From the first, nothing about that evening was as Arnold had expected. He took the tube to Hampstead station, and, the night being dry, he walked to Pelham Lodge without detriment to his carefully polished patent shoes. The neighborhood was entirely strange to him and he was surprised to find that the house which was pointed out to him by a policeman was situated in grounds of not inconsiderable extent, and approached by a short drive. Directly he rang the bell he was admitted not by a flamboyant parlormaid but by a quiet, sad-faced butler in plain, dark livery, who might have been major-domo to a duke. The house was even larger than he had expected, and was handsomely furnished in an extremely subdued style. It was dimly, almost insufficiently lit, and there was a faint but not unpleasant odor in the drawing-room which reminded him of incense. The room itself almost took his breath away. It was entirely French. The hangings, carpet and upholstery were all of a subdued rose color and white. Arnold, who was, for a young man, exceedingly susceptible to impressions, looked around him with an air almost of wonder. It was fortunate, perhaps, that the room was empty.

"Mr. and Mrs. Weatherley will be downstairs in one moment, sir," the man announced. "Mr.

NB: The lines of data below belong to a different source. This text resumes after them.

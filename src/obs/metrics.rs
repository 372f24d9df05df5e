// self
use crate::obs::{FlowKind, FlowOutcome};

/// Records a stage outcome via the global metrics recorder (when enabled).
pub fn record_flow_outcome(kind: FlowKind, outcome: FlowOutcome) {
	#[cfg(feature = "metrics")]
	{
		::metrics::counter!(
			"session_token_broker_flow_total",
			"flow" => kind.as_str(),
			"outcome" => outcome.as_str()
		)
		.increment(1);
	}

	#[cfg(not(feature = "metrics"))]
	{
		let _ = (kind, outcome);
	}
}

Weatherley was a little late home from the city."

Arnold nodded and stood upon the hearthrug, looking around him. He was quite content to spend a few moments alone, to admire the drooping clusters of roses, the elegance with which every article of furniture and appointment of the room seemed to fit into its place. Somehow or other, too, nothing appeared new. Everything seemed subdued by time into its proper tone. He began to wonder what sort of woman the presiding genius over such perfection could be. Then, with a quaint transition of thought, he remembered the little counting-house in Tooley Street, the smell of cheeses, and Mr. Weatherley's half-nervous invitation. His lips twitched and he began to smile. These things seemed to belong to a world so far away.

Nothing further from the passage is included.